Brief ▸ Go through the data below. List every line that holds the word "positions".

Records contained in a dataset:
⁂
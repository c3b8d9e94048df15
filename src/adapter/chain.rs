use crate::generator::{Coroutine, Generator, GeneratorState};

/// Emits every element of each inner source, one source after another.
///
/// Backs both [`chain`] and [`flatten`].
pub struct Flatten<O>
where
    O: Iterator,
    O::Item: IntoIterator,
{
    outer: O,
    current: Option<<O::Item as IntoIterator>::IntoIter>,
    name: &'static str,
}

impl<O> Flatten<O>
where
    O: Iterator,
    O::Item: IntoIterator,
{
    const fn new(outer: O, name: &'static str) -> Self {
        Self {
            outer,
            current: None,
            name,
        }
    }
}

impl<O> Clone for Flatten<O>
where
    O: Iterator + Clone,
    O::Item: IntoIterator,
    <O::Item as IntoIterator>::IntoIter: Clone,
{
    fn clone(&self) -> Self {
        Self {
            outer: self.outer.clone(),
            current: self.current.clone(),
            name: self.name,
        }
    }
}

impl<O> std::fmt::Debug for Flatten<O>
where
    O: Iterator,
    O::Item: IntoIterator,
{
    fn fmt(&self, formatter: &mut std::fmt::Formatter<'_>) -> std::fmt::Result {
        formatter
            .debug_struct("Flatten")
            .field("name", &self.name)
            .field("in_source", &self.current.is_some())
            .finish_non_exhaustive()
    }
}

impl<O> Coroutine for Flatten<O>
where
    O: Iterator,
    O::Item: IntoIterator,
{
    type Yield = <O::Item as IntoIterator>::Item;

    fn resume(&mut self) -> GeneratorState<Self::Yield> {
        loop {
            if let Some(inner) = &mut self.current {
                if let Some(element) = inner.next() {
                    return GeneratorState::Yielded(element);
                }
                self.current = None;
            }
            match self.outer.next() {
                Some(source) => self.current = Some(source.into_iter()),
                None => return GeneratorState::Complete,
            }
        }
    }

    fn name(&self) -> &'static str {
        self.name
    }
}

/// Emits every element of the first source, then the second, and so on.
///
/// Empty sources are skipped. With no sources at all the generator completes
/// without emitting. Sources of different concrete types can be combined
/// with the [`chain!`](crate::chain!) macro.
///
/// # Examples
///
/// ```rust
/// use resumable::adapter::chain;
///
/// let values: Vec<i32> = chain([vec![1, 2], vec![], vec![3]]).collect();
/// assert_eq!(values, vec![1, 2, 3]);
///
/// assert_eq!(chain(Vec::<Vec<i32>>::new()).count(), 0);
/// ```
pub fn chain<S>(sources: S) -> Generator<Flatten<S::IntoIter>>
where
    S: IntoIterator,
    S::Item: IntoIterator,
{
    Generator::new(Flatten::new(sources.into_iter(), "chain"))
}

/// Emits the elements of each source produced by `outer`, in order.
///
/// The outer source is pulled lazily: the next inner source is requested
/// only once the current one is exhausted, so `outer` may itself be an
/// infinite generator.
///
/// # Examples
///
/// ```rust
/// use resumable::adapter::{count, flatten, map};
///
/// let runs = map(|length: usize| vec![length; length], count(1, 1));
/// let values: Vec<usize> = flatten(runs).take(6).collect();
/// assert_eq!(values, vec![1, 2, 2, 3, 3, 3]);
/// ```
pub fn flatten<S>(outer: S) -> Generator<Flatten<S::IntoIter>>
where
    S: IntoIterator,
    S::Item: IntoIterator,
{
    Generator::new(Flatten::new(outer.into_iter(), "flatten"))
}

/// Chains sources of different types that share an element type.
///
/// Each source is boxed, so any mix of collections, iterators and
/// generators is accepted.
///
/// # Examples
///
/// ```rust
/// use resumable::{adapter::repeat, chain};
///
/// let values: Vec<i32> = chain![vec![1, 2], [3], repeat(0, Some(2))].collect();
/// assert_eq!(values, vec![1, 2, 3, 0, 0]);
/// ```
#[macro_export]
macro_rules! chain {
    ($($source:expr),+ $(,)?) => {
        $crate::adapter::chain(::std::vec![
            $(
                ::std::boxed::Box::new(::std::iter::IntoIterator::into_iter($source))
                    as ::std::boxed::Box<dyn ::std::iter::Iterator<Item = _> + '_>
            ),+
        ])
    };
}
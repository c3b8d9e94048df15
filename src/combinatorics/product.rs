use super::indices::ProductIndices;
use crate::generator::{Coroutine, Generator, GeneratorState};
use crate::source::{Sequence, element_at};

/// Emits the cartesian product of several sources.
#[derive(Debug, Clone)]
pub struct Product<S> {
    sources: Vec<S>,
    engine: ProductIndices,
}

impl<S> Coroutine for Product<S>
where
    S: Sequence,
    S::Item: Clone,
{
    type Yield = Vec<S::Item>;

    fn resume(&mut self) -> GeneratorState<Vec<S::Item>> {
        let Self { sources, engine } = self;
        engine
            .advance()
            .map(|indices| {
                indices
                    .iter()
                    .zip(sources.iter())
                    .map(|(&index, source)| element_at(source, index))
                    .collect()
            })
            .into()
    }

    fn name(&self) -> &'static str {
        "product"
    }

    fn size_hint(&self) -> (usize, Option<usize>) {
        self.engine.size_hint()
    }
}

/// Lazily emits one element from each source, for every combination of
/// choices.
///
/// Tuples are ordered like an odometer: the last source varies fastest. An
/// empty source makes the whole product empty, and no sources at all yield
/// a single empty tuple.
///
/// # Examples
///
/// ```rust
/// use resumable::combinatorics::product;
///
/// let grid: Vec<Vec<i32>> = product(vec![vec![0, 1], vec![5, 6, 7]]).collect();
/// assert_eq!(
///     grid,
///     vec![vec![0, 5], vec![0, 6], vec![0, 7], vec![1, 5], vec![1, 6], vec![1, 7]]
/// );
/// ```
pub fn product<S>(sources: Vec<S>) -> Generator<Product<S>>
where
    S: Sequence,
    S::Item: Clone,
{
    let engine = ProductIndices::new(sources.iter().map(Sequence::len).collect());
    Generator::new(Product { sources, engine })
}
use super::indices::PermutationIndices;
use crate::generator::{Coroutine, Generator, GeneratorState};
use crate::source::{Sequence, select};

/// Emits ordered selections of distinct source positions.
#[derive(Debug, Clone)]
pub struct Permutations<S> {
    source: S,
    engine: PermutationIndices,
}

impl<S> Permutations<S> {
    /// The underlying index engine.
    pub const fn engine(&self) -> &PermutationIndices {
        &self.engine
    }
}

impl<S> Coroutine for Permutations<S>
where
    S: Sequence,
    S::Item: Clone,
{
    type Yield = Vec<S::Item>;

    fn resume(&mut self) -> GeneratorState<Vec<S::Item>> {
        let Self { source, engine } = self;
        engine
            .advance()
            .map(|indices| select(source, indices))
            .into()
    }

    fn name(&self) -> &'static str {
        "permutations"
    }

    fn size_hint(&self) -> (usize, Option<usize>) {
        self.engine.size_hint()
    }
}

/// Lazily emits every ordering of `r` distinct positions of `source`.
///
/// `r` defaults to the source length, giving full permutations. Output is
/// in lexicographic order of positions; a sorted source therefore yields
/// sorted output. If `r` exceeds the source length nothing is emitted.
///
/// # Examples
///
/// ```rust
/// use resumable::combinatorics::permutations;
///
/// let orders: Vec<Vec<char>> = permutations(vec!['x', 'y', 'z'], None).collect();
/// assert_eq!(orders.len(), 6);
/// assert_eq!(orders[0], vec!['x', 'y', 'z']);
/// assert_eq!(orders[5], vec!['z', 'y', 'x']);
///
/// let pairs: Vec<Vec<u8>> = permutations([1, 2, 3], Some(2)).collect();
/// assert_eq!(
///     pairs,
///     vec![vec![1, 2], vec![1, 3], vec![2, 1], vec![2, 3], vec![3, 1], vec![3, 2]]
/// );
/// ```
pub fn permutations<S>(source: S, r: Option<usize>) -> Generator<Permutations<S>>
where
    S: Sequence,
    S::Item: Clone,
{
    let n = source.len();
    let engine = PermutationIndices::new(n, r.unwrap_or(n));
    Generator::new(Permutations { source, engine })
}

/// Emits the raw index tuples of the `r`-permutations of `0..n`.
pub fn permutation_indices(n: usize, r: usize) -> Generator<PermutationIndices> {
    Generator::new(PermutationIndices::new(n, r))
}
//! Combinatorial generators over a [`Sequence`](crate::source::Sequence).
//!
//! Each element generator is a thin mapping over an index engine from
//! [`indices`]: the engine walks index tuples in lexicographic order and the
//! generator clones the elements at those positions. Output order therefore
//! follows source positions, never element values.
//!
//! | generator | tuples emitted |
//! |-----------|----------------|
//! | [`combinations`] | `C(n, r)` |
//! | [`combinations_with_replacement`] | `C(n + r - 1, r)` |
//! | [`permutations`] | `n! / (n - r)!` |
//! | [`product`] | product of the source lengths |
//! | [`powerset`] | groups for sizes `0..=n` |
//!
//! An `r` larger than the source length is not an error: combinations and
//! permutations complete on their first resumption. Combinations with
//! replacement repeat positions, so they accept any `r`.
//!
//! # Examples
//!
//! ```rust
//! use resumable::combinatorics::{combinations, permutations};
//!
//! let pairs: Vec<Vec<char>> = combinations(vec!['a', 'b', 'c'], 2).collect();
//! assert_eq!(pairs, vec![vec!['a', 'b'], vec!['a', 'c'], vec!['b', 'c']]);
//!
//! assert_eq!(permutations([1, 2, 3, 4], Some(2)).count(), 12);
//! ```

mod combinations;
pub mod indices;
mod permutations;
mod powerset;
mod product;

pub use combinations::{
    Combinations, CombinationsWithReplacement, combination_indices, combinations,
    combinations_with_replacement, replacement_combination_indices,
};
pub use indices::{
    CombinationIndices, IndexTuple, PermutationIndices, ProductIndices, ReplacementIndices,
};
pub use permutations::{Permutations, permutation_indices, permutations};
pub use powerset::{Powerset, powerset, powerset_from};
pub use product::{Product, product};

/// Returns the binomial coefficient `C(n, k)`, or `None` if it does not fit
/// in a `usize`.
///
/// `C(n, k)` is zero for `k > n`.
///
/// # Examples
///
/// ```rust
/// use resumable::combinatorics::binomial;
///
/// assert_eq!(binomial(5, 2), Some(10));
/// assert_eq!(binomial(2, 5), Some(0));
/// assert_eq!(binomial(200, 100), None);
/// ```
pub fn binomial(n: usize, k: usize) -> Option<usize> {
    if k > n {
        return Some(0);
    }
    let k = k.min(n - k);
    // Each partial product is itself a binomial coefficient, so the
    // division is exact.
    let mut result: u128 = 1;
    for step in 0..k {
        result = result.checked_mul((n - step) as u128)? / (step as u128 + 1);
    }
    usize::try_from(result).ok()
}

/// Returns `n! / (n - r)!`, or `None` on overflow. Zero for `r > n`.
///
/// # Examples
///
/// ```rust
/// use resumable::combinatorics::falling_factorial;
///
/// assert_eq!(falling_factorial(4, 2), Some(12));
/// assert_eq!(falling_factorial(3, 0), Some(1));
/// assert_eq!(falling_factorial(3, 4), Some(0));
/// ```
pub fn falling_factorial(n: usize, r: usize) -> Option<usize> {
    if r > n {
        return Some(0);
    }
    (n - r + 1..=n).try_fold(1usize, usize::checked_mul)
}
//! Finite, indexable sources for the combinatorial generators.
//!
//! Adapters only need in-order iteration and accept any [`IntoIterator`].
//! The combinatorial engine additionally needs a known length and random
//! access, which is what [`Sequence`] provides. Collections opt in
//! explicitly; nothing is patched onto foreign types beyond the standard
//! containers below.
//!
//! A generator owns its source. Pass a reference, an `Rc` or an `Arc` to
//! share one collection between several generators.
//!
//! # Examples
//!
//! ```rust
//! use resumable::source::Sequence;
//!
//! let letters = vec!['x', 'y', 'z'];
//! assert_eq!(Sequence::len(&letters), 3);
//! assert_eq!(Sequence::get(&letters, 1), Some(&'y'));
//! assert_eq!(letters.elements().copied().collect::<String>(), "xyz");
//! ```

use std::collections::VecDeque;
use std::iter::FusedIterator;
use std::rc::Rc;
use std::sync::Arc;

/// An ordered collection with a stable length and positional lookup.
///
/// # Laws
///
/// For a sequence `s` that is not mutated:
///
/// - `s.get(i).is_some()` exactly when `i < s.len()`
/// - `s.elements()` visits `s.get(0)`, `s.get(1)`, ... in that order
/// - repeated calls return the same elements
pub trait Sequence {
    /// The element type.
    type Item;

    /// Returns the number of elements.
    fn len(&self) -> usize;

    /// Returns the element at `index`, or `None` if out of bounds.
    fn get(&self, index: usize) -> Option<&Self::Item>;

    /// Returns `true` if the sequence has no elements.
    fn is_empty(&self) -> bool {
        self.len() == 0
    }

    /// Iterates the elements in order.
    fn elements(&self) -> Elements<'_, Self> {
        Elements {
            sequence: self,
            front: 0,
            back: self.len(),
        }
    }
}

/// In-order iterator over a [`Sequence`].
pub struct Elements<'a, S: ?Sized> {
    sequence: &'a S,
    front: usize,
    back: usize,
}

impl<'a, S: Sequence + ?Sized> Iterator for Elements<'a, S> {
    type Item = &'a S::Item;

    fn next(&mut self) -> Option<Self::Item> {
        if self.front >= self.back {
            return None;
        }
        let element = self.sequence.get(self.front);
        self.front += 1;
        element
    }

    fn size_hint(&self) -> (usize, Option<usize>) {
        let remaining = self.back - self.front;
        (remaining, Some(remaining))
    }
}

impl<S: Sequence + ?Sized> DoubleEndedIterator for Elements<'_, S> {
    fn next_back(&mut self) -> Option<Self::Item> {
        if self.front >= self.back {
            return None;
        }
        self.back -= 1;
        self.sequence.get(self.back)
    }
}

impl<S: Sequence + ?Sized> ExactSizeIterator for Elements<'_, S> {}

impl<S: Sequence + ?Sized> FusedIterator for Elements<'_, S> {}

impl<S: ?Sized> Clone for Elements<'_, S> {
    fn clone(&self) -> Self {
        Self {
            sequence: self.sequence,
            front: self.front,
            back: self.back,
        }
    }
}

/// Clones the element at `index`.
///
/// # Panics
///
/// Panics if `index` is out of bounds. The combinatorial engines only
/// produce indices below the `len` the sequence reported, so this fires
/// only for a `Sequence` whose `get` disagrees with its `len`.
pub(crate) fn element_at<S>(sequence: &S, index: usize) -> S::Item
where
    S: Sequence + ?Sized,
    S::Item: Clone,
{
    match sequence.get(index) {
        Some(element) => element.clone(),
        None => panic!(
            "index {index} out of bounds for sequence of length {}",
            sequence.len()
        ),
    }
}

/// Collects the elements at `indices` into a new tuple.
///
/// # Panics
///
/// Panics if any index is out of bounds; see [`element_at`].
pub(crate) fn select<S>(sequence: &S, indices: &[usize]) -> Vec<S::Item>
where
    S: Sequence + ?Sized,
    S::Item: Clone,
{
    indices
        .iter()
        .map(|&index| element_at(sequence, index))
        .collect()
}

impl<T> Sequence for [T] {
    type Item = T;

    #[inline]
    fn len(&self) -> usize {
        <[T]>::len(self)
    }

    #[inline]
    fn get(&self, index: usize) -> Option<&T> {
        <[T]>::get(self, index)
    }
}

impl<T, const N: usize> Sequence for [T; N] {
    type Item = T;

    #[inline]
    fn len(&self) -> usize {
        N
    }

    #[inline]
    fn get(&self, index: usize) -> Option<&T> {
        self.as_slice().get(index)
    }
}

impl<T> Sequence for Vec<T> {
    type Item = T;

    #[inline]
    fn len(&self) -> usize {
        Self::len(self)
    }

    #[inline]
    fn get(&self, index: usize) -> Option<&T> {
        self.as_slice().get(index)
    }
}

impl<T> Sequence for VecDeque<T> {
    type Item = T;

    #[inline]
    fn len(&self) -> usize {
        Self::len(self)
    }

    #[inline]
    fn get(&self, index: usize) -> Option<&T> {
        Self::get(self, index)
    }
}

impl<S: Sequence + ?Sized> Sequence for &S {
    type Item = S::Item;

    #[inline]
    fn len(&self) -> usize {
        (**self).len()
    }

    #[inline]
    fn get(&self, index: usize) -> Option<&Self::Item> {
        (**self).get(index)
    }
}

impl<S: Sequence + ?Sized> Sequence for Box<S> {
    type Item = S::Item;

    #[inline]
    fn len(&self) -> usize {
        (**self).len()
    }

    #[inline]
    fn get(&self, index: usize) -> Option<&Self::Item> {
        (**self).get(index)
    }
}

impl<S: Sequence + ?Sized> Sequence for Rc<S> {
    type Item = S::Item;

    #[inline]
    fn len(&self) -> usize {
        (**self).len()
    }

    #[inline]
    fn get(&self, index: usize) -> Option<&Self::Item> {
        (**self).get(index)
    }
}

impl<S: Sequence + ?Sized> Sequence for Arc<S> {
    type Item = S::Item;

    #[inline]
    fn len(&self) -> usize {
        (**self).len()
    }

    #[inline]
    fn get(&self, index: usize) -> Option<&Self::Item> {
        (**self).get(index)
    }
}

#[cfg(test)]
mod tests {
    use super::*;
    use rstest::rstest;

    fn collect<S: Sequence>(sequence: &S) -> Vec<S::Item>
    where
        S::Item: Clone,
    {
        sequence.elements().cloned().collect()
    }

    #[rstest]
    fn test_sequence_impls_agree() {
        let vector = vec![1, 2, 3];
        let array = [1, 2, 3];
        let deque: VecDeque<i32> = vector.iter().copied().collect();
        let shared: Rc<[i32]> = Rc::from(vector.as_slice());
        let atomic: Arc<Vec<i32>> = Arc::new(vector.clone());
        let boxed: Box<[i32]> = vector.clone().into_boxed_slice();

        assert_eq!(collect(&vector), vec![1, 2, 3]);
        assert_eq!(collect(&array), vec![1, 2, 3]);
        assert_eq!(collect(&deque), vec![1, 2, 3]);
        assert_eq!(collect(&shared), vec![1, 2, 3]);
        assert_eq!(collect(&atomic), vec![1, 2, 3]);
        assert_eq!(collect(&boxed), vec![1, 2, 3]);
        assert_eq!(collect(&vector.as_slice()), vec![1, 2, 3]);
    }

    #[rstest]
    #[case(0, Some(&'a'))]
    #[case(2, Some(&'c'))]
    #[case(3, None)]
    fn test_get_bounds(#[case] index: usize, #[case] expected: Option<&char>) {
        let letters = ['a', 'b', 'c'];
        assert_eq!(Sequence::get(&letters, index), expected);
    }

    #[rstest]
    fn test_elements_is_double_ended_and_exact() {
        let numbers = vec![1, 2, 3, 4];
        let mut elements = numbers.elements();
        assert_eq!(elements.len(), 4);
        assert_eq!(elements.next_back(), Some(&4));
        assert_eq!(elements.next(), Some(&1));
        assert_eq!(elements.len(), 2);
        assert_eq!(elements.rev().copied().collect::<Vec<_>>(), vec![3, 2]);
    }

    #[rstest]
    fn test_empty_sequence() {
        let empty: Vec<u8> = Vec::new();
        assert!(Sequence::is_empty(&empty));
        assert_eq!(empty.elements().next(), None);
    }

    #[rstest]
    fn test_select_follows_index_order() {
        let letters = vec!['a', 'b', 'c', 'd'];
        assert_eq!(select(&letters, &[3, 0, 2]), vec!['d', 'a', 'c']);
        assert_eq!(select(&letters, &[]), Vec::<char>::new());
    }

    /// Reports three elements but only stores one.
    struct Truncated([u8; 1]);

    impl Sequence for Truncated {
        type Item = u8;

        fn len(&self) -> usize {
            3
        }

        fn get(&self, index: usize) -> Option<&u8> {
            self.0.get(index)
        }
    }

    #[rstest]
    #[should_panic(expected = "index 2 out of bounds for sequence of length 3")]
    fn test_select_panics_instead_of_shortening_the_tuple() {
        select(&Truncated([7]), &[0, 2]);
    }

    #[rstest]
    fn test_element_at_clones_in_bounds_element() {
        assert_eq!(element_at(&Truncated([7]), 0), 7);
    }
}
⁂
Solution to the exercise ▸
/// Emits ordered selections of distinct source positions.
/// Lazily emits every ordering of `r` distinct positions of `source`.
/// in lexicographic order of positions; a sorted source therefore yields
//! generator clones the elements at those positions. Output order therefore
//! follows source positions, never element values.
//! replacement repeat positions, so they accept any `r`.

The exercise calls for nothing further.